9. Heard learned counsel for the parties and perused the record.
10. Before adjudicating upon merits of present appeal, it is
pertinent to observe a procedural necessity which is that with
respect to a civil suit, pleas for exclusion of time under
Section 14 of the Limitation Act. 1963 are meant and should
ideally be pleaded within the plaint itself as against time
barred appeals or applications where condonation of delay is
sought under Section 5 of the Limitation Act, 1963 by an
application to effect but there is no such provision for
‘condonation of delay’ by an application in filing of a civil suit.

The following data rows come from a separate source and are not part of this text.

//! Re-serialization of a buffer into canonical form.

use crate::codec::RdfCodec;
use crate::error::Result;
use crate::protocol::ContentTypeFamily;
use crate::store::{Graph, SessionContext};
use std::sync::Arc;

/// Parses a buffer and writes it back out through the codec.
///
/// Only Turtle, N3 and JSON-LD are compacted. On parse failure the error is
/// returned and the caller keeps its buffer as it was.
#[derive(Clone)]
pub struct CompactTransform {
    codec: Arc<dyn RdfCodec>,
    session: SessionContext,
}

impl CompactTransform {
    pub fn new(codec: Arc<dyn RdfCodec>, session: SessionContext) -> Self {
        CompactTransform { codec, session }
    }

    /// Canonical form of `buffer`, or `None` when `content_type` is not compactable.
    ///
    /// The result is only produced once serialization has finished.
    pub async fn compact(
        &self,
        buffer: &str,
        content_type: Option<&str>,
        resource_uri: &str,
    ) -> Result<Option<String>> {
        let family = ContentTypeFamily::classify(content_type);
        let media_type = match family.rdf_media_type() {
            Some(media_type) if family.is_compactable() => media_type,
            _ => {
                tracing::debug!("{} is not compactable ({})", resource_uri, family);
                return Ok(None);
            }
        };

        self.session.remove_document(resource_uri);
        self.session.forget_request(resource_uri);

        let mut parsed = Graph::new();
        self.codec
            .parse(buffer, &mut parsed, resource_uri, media_type)?;
        self.session
            .with_graph_mut(|graph| graph.extend(parsed.iter().cloned()));

        let snapshot = self.session.document(resource_uri);
        let serialized = self
            .codec
            .serialize(resource_uri, &snapshot, resource_uri, media_type)
            .await?;
        tracing::debug!(
            "Compacted {} ({} statements, {} -> {} bytes)",
            resource_uri,
            snapshot.len(),
            buffer.len(),
            serialized.len()
        );
        Ok(Some(serialized))
    }
}
//! Metadata observed for a resource on read and after each save.

use crate::protocol::{self, ContentTypeFamily};
use crate::types::WebResponse;
use http::Method;

/// What the server told us about a resource.
///
/// # Invariants
///
/// - `content_type` holds a bare media type, parameters already stripped
/// - an observed `entity_tag` is attached to the next save as `If-Match`
/// - metadata refreshed after a save always replaces the previous entity tag
#[derive(Debug, Clone, Default, PartialEq, Eq)]
pub struct ResourceMetadata {
    pub content_type: Option<String>,
    pub allowed_methods: Option<Vec<Method>>,
    pub entity_tag: Option<String>,
}

impl ResourceMetadata {
    /// Read metadata from response headers.
    ///
    /// Returns `None` when the response carries no content type, in which case
    /// the headers are not trusted and the caller falls back to the session cache.
    pub fn from_response(response: &WebResponse) -> Option<Self> {
        let content_type = response.content_type()?;
        Some(Self::from_values(
            Some(content_type),
            response.allow(),
            response.etag(),
        ))
    }

    /// Build metadata from raw header values.
    pub fn from_values(
        content_type: Option<&str>,
        allow: Option<&str>,
        etag: Option<&str>,
    ) -> Self {
        ResourceMetadata {
            content_type: content_type
                .map(protocol::media_type)
                .filter(|ct| !ct.is_empty()),
            allowed_methods: allow.map(protocol::parse_allow),
            entity_tag: etag.filter(|e| !e.is_empty()).map(str::to_string),
        }
    }

    /// Whether the server permits writing the resource.
    ///
    /// Without an allow-list the answer is `true`; with one it is exactly
    /// whether `PUT` is listed.
    pub fn writable(&self) -> bool {
        match &self.allowed_methods {
            Some(methods) => methods.contains(&Method::PUT),
            None => true,
        }
    }

    pub fn family(&self) -> ContentTypeFamily {
        ContentTypeFamily::classify(self.content_type.as_deref())
    }

    pub fn compactable(&self) -> bool {
        self.family().is_compactable()
    }

    /// Merge metadata read after a save into what we already knew.
    ///
    /// The entity tag and allow-list are always replaced. The content type is
    /// only replaced when the newer read reported one.
    pub fn supersede(&mut self, newer: ResourceMetadata) {
        self.entity_tag = newer.entity_tag;
        self.allowed_methods = newer.allowed_methods;
        if newer.content_type.is_some() {
            self.content_type = newer.content_type;
        }
    }
}
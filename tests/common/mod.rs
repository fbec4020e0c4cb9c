//! Shared fixtures: an in-process resource server and a small RDF codec.
#![allow(dead_code)]

use async_trait::async_trait;
use http::Method;
use parking_lot::Mutex;
use source_editor::editor::{EditorConfig, MemorySurface, RenderSurface, SourceEditor};
use source_editor::store::{vocab, Graph, Term};
use source_editor::{RdfCodec, Result, SessionContext, SyntaxError, Transport, WebRequest, WebResponse};
use std::collections::{BTreeMap, HashMap};
use std::sync::Arc;

// ========== Mock server ==========

#[derive(Debug, Clone)]
pub struct Resource {
    pub body: String,
    pub content_type: Option<String>,
    pub allow: Option<String>,
    pub version: u64,
}

impl Resource {
    pub fn etag(&self) -> String {
        format!("\"E{}\"", self.version)
    }

    fn headers(&self, response: WebResponse) -> WebResponse {
        let mut response = response.with_header("etag", self.etag());
        if let Some(ct) = &self.content_type {
            response = response.with_header("content-type", ct.as_str());
        }
        if let Some(allow) = &self.allow {
            response = response.with_header("allow", allow.as_str());
        }
        response
    }
}

#[derive(Debug, Clone)]
pub struct Recorded {
    pub uri: String,
    pub request: WebRequest,
}

/// A [`Transport`] serving resources from memory with ETag / If-Match semantics.
///
/// Every request is recorded.
#[derive(Default)]
pub struct MockServer {
    resources: Mutex<HashMap<String, Resource>>,
    requests: Mutex<Vec<Recorded>>,
    fail_head: Mutex<bool>,
}

impl MockServer {
    pub fn new() -> Arc<Self> {
        Arc::new(Self::default())
    }

    pub fn serve(&self, uri: &str, body: &str, content_type: Option<&str>) {
        self.resources.lock().insert(
            uri.to_string(),
            Resource {
                body: body.to_string(),
                content_type: content_type.map(str::to_string),
                allow: None,
                version: 1,
            },
        );
    }

    pub fn set_allow(&self, uri: &str, allow: &str) {
        if let Some(resource) = self.resources.lock().get_mut(uri) {
            resource.allow = Some(allow.to_string());
        }
    }

    /// Simulate another writer changing the resource.
    pub fn touch(&self, uri: &str) {
        if let Some(resource) = self.resources.lock().get_mut(uri) {
            resource.body.push_str("\n# changed elsewhere\n");
            resource.version += 1;
        }
    }

    pub fn fail_head(&self, fail: bool) {
        *self.fail_head.lock() = fail;
    }

    pub fn resource(&self, uri: &str) -> Option<Resource> {
        self.resources.lock().get(uri).cloned()
    }

    pub fn requests(&self) -> Vec<Recorded> {
        self.requests.lock().clone()
    }

    pub fn methods(&self) -> Vec<Method> {
        self.requests
            .lock()
            .iter()
            .map(|r| r.request.method.clone())
            .collect()
    }

    pub fn puts(&self) -> Vec<WebRequest> {
        self.requests
            .lock()
            .iter()
            .filter(|r| r.request.method == Method::PUT)
            .map(|r| r.request.clone())
            .collect()
    }

    fn respond(&self, uri: &str, request: &WebRequest) -> WebResponse {
        let mut resources = self.resources.lock();
        match request.method {
            Method::GET => match resources.get(uri) {
                Some(resource) => resource.headers(WebResponse::new(200, resource.body.clone())),
                None => WebResponse::new(404, "Not Found"),
            },
            Method::HEAD => {
                if *self.fail_head.lock() {
                    return WebResponse::empty(500);
                }
                match resources.get(uri) {
                    Some(resource) => resource.headers(WebResponse::empty(200)),
                    None => WebResponse::empty(404),
                }
            }
            Method::PUT => {
                let current = resources.get(uri).map(Resource::etag);
                if let Some(tag) = request.if_match() {
                    if current.as_deref() != Some(tag) {
                        return WebResponse::empty(412);
                    }
                }
                let body = request.body_str().unwrap_or_default().to_string();
                let status = if current.is_some() { 204 } else { 201 };
                let resource = resources.entry(uri.to_string()).or_insert(Resource {
                    body: String::new(),
                    content_type: None,
                    allow: None,
                    version: 0,
                });
                resource.body = body;
                resource.version += 1;
                if request.content_type.is_some() {
                    resource.content_type = request.content_type.clone();
                }
                WebResponse::empty(status)
            }
            _ => WebResponse::empty(405),
        }
    }
}

#[async_trait]
impl Transport for MockServer {
    async fn web_operation(&self, uri: &str, request: WebRequest) -> Result<WebResponse> {
        let response = self.respond(uri, &request);
        self.requests.lock().push(Recorded {
            uri: uri.to_string(),
            request,
        });
        Ok(response)
    }
}

// ========== Toy codec ==========

/// Line-oriented Turtle subset and a flat JSON-LD subset.
///
/// Turtle: one `<s> <p> <o> .` statement per line, `a` for `rdf:type`,
/// double-quoted literals without escapes, `#` comments.
///
/// JSON-LD: an object or array of objects; `@id` must be absolute, empty or a
/// fragment, otherwise the node becomes blank. Keys must be absolute IRIs.
#[derive(Debug, Default)]
pub struct ToyCodec;

impl ToyCodec {
    pub fn shared() -> Arc<dyn RdfCodec> {
        Arc::new(ToyCodec)
    }
}

#[async_trait]
impl RdfCodec for ToyCodec {
    fn parse(
        &self,
        text: &str,
        graph: &mut Graph,
        base_uri: &str,
        content_type: &str,
    ) -> std::result::Result<(), SyntaxError> {
        let mut parsed = Graph::new();
        match content_type {
            "application/ld+json" => parse_json_ld(text, &mut parsed, base_uri)?,
            "text/turtle" | "text/n3" => parse_turtle(text, &mut parsed, base_uri)?,
            "application/rdf+xml" if text.trim_start().starts_with('<') => {}
            other => {
                return Err(SyntaxError::new(format!("cannot parse {}", other)));
            }
        }
        graph.extend(parsed.iter().cloned());
        Ok(())
    }

    async fn serialize(
        &self,
        _subject: &str,
        graph: &Graph,
        base_uri: &str,
        content_type: &str,
    ) -> std::result::Result<String, SyntaxError> {
        let mut sorted = graph.clone();
        sorted.sort();
        match content_type {
            "application/ld+json" => Ok(serialize_json_ld(&sorted)),
            "text/turtle" | "text/n3" => Ok(serialize_turtle(&sorted, base_uri)),
            other => Err(SyntaxError::new(format!("cannot serialize {}", other))),
        }
    }
}

fn resolve(base: &str, iri: &str) -> String {
    if iri.is_empty() {
        base.to_string()
    } else if iri.starts_with('#') {
        let doc = base.split('#').next().unwrap_or(base);
        format!("{}{}", doc, iri)
    } else if iri.contains("://") {
        iri.to_string()
    } else {
        let dir = base.rfind('/').map_or(base, |i| &base[..=i]);
        format!("{}{}", dir, iri)
    }
}

enum LineError {
    At(usize, String),
    Unterminated,
}

fn parse_turtle(text: &str, graph: &mut Graph, base: &str) -> std::result::Result<(), SyntaxError> {
    for (n, line) in text.lines().enumerate() {
        let trimmed = line.trim();
        if trimmed.is_empty() || trimmed.starts_with('#') {
            continue;
        }
        match parse_statement(line, base) {
            Ok([s, p, o]) => {
                graph.add(s, p, o, base);
            }
            Err(LineError::At(column, message)) => {
                return Err(SyntaxError::new(format!("Turtle parse error in <{}>", base))
                    .caused_by(SyntaxError::new(message).at_line(n).at_column(column)));
            }
            Err(LineError::Unterminated) => {
                return Err(SyntaxError::new(format!("Turtle parse error in <{}>", base))
                    .caused_by(SyntaxError::new("expected '.'").at_line(n).before_line()));
            }
        }
    }
    Ok(())
}

fn parse_statement(line: &str, base: &str) -> std::result::Result<[Term; 3], LineError> {
    let bytes = line.as_bytes();
    let mut terms: Vec<Term> = Vec::new();
    let mut i = 0;
    loop {
        while i < bytes.len() && bytes[i].is_ascii_whitespace() {
            i += 1;
        }
        if i >= bytes.len() {
            return Err(LineError::Unterminated);
        }
        match bytes[i] {
            b'.' if terms.len() == 3 => {
                let rest = line[i + 1..].trim();
                if !rest.is_empty() && !rest.starts_with('#') {
                    return Err(LineError::At(i + 1, "unexpected text after '.'".into()));
                }
                let mut it = terms.into_iter();
                return match (it.next(), it.next(), it.next()) {
                    (Some(s), Some(p), Some(o)) => Ok([s, p, o]),
                    _ => Err(LineError::At(i, "incomplete statement".into())),
                };
            }
            _ if terms.len() == 3 => {
                return Err(LineError::At(i, "expected '.'".into()));
            }
            b'<' => {
                let end = line[i + 1..]
                    .find('>')
                    .ok_or_else(|| LineError::At(i, "unterminated IRI".into()))?;
                terms.push(Term::named(resolve(base, &line[i + 1..i + 1 + end])));
                i += end + 2;
            }
            b'"' if terms.len() == 2 => {
                let end = line[i + 1..]
                    .find('"')
                    .ok_or_else(|| LineError::At(i, "unterminated literal".into()))?;
                terms.push(Term::literal(&line[i + 1..i + 1 + end]));
                i += end + 2;
            }
            b'a' if terms.len() == 1
                && bytes.get(i + 1).map_or(false, |b| b.is_ascii_whitespace()) =>
            {
                terms.push(Term::named(vocab::RDF_TYPE));
                i += 1;
            }
            other => {
                return Err(LineError::At(i, format!("unexpected '{}'", other as char)));
            }
        }
    }
}

fn turtle_term(term: &Term, base: &str) -> String {
    match term {
        Term::NamedNode(iri) if iri == vocab::RDF_TYPE => "a".to_string(),
        Term::NamedNode(iri) if iri == base => "<>".to_string(),
        Term::NamedNode(iri) => match iri.strip_prefix(base) {
            Some(fragment) if fragment.starts_with('#') => format!("<{}>", fragment),
            _ => format!("<{}>", iri),
        },
        Term::BlankNode(id) => format!("_:{}", id),
        Term::Literal { value, .. } => format!("\"{}\"", value),
    }
}

fn serialize_turtle(graph: &Graph, base: &str) -> String {
    graph
        .iter()
        .map(|st| {
            format!(
                "{} {} {} .\n",
                turtle_term(&st.subject, base),
                turtle_term(&st.predicate, base),
                turtle_term(&st.object, base)
            )
        })
        .collect()
}

fn parse_json_ld(text: &str, graph: &mut Graph, base: &str) -> std::result::Result<(), SyntaxError> {
    let value: serde_json::Value = serde_json::from_str(text)
        .map_err(|e| SyntaxError::new("JSON-LD parse error").caused_by(SyntaxError::from(e)))?;
    let nodes = match value {
        serde_json::Value::Array(nodes) => nodes,
        node @ serde_json::Value::Object(_) => vec![node],
        _ => return Err(SyntaxError::new("JSON-LD document must be an object or array")),
    };

    for (index, node) in nodes.iter().enumerate() {
        let Some(object) = node.as_object() else {
            return Err(SyntaxError::new("JSON-LD node must be an object"));
        };
        let subject = match object.get("@id").and_then(|v| v.as_str()) {
            Some(id) if expandable(id) => Term::named(resolve(base, id)),
            _ => Term::blank(format!("b{}", index)),
        };
        for (key, value) in object {
            let predicate = match key.as_str() {
                "@id" => continue,
                "@type" => Term::named(vocab::RDF_TYPE),
                iri if iri.contains("://") => Term::named(iri),
                _ => continue,
            };
            let values = match value {
                serde_json::Value::Array(items) => items.clone(),
                single => vec![single.clone()],
            };
            for item in values {
                let term = match &item {
                    serde_json::Value::String(s) if key == "@type" => Term::named(resolve(base, s)),
                    serde_json::Value::String(s) => Term::literal(s.as_str()),
                    serde_json::Value::Object(o) => match o.get("@id").and_then(|v| v.as_str()) {
                        Some(id) if expandable(id) => Term::named(resolve(base, id)),
                        _ => continue,
                    },
                    other => Term::literal(other.to_string()),
                };
                graph.add(subject.clone(), predicate.clone(), term, base);
            }
        }
    }
    Ok(())
}

fn expandable(id: &str) -> bool {
    id.is_empty() || id.starts_with('#') || id.contains("://")
}

fn serialize_json_ld(graph: &Graph) -> String {
    let mut nodes: BTreeMap<&Term, serde_json::Map<String, serde_json::Value>> = BTreeMap::new();
    for st in graph.iter() {
        let node = nodes.entry(&st.subject).or_insert_with(|| {
            let mut node = serde_json::Map::new();
            if let Term::NamedNode(iri) = &st.subject {
                node.insert("@id".into(), serde_json::Value::String(iri.clone()));
            }
            node
        });
        let (key, value) = if st.predicate.value() == vocab::RDF_TYPE {
            ("@type".to_string(), serde_json::Value::String(st.object.value().to_string()))
        } else {
            let value = match &st.object {
                Term::NamedNode(iri) => serde_json::json!({ "@id": iri }),
                other => serde_json::Value::String(other.value().to_string()),
            };
            (st.predicate.value().to_string(), value)
        };
        match node.get_mut(&key) {
            Some(serde_json::Value::Array(items)) => items.push(value),
            Some(existing) => {
                let first = existing.take();
                *existing = serde_json::Value::Array(vec![first, value]);
            }
            None => {
                node.insert(key, value);
            }
        }
    }
    let array = nodes
        .into_values()
        .map(serde_json::Value::Object)
        .collect::<Vec<_>>();
    serde_json::to_string_pretty(&serde_json::Value::Array(array)).unwrap_or_default()
}

// ========== Editor fixture ==========

pub fn open_editor(
    server: &Arc<MockServer>,
    uri: &str,
    session: SessionContext,
) -> SourceEditor<MemorySurface> {
    SourceEditor::new(
        uri,
        MemorySurface::new(),
        server.clone(),
        ToyCodec::shared(),
        session,
        EditorConfig::default(),
    )
    .expect("valid editor")
}

/// Type `text` into the editor's text area the way a user would.
pub async fn type_text(editor: &mut SourceEditor<MemorySurface>, text: &str) {
    let text_area = editor.elements().text_area;
    editor.surface_mut().set_value(text_area, text);
    editor
        .handle_event(source_editor::EditorEvent::KeyUp)
        .await
        .expect("keystroke");
}
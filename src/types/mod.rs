//! Request, response and metadata types shared by the transport and the editor.
//!
//! | Type | Description |
//! |------|-------------|
//! | [`WebRequest`] | Method, body, content type and conditional headers for one operation |
//! | [`WebResponse`] | Status, headers and optional body returned by a [`Transport`](crate::client::Transport) |
//! | [`ResourceMetadata`] | Content type, allowed methods and entity tag of a resource |

mod metadata;
mod request;
mod response;

pub use metadata::ResourceMetadata;
pub use request::WebRequest;
pub use response::WebResponse;
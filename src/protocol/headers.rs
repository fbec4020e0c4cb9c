//! HTTP header names and value parsing used by the editor.
//!
//! # Header Formats
//!
//! | Header | Format | Example |
//! |--------|--------|---------|
//! | Content-Type | media type with optional parameters | `text/turtle; charset=utf-8` |
//! | Allow | comma-separated methods | `GET, HEAD, PUT` |
//! | ETag | opaque quoted string, optionally weak | `"abc"`, `W/"abc"` |
//! | If-Match | entity tag copied from ETag | `"abc"` |
//!
//! # Examples
//!
//! ```
//! use source_editor::protocol::{media_type, parse_allow};
//!
//! assert_eq!(media_type("text/turtle; charset=utf-8"), "text/turtle");
//! assert_eq!(parse_allow("GET, PUT").len(), 2);
//! ```

use http::Method;

/// `content-type`
pub const CONTENT_TYPE: &str = "content-type";
/// `allow`
pub const ALLOW: &str = "allow";
/// `etag`
pub const ETAG: &str = "etag";
/// `if-match`
pub const IF_MATCH: &str = "if-match";

/// Strip parameters from a content type.
///
/// Returns the part before the first `;`, trimmed and lower-cased.
///
/// # Examples
///
/// ```
/// use source_editor::protocol::media_type;
///
/// assert_eq!(media_type("Text/Turtle;charset=UTF-8"), "text/turtle");
/// assert_eq!(media_type("application/json"), "application/json");
/// assert_eq!(media_type(""), "");
/// ```
pub fn media_type(value: &str) -> String {
    value
        .split(';')
        .next()
        .unwrap_or_default()
        .trim()
        .to_ascii_lowercase()
}

/// Parse an `Allow` header into methods.
///
/// Unknown tokens are kept as extension methods; empty entries are skipped.
pub fn parse_allow(value: &str) -> Vec<Method> {
    value
        .split(',')
        .map(str::trim)
        .filter(|m| !m.is_empty())
        .filter_map(|m| Method::from_bytes(m.to_ascii_uppercase().as_bytes()).ok())
        .collect()
}

/// Format methods as an `Allow` header value.
pub fn format_allow(methods: &[Method]) -> String {
    methods
        .iter()
        .map(Method::as_str)
        .collect::<Vec<_>>()
        .join(", ")
}

/// Whether an `If-Match` value is satisfied by the current entity tag.
///
/// `*` matches any existing representation. Weak tags never match, since
/// `If-Match` requires strong comparison.
pub fn if_match_satisfied(if_match: &str, current: &str) -> bool {
    if_match.split(',').map(str::trim).any(|candidate| {
        candidate == "*" || (!candidate.starts_with("W/") && candidate == current)
    })
}

#[cfg(test)]
mod tests {
    use super::*;

    #[test]
    fn test_media_type_strips_parameters() {
        assert_eq!(media_type("text/turtle;charset=utf-8"), "text/turtle");
        assert_eq!(media_type(" application/ld+json ; profile=x"), "application/ld+json");
    }

    #[test]
    fn test_parse_allow() {
        let methods = parse_allow("GET, HEAD, PUT");
        assert_eq!(methods, vec![Method::GET, Method::HEAD, Method::PUT]);
    }

    #[test]
    fn test_parse_allow_lowercase_and_gaps() {
        let methods = parse_allow("get,, put ");
        assert_eq!(methods, vec![Method::GET, Method::PUT]);
    }

    #[test]
    fn test_parse_allow_empty() {
        assert!(parse_allow("").is_empty());
    }

    #[test]
    fn test_format_allow() {
        assert_eq!(format_allow(&[Method::GET, Method::PUT]), "GET, PUT");
    }

    #[test]
    fn test_if_match() {
        assert!(if_match_satisfied("\"E1\"", "\"E1\""));
        assert!(if_match_satisfied("\"E0\", \"E1\"", "\"E1\""));
        assert!(if_match_satisfied("*", "\"E9\""));
        assert!(!if_match_satisfied("\"E1\"", "\"E2\""));
        assert!(!if_match_satisfied("W/\"E1\"", "W/\"E1\""));
    }
}
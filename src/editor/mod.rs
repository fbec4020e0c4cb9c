//! The editing pane and its state machine.
//!
//! # Module Organization
//!
//! ```text
//! editor/
//! ├── state   - EditorState, EditorStateMachine, Controls
//! ├── surface - RenderSurface trait, MemorySurface, widgets
//! ├── config  - EditorConfig
//! └── pane    - SourceEditor
//! ```
//!
//! # Examples
//!
//! ```
//! use source_editor::editor::{EditorState, EditorStateMachine};
//!
//! let mut machine = EditorStateMachine::new(false);
//! machine.configure(true, true);
//! machine.mark_unedited();
//! machine.begin_edit().unwrap();
//! assert!(machine.mark_modified());
//! assert_eq!(machine.state(), EditorState::Edited);
//! assert!(machine.controls().save);
//! ```

mod config;
mod pane;
mod state;
mod surface;

pub use config::{EditorConfig, ToneColors};
pub use pane::{EditBuffer, PaneElements, SourceEditor};
pub use state::{Controls, EditorState, EditorStateMachine, TextTone};
pub use surface::{
    button, error_block, EditorEvent, ElementId, EventKind, MemorySurface, RenderSurface,
};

Rather, the period spent bona fide in pursuing a remedy
before a legal forum lacking jurisdiction is meant to be
statutorily excluded when computing limitation period for
which a plaint is supposed to bear averments in detail.
11. In the present case scenario, the underlying dispute pertains
to execution of site-enabling works for 30 MLD Sewage
Treatment Plant at Bhagwati Nagar, Jammu. The appellant is
said to have executed these works at the instance of the
respondent No. 1 for which a part payment was released but
balance of ₹96.00 lakhs remained outstanding thereby
prompting the appellant to file writ petition-OWP No.
1516/2013-M/s HSL Enterprises vs. State of J&K & Ors.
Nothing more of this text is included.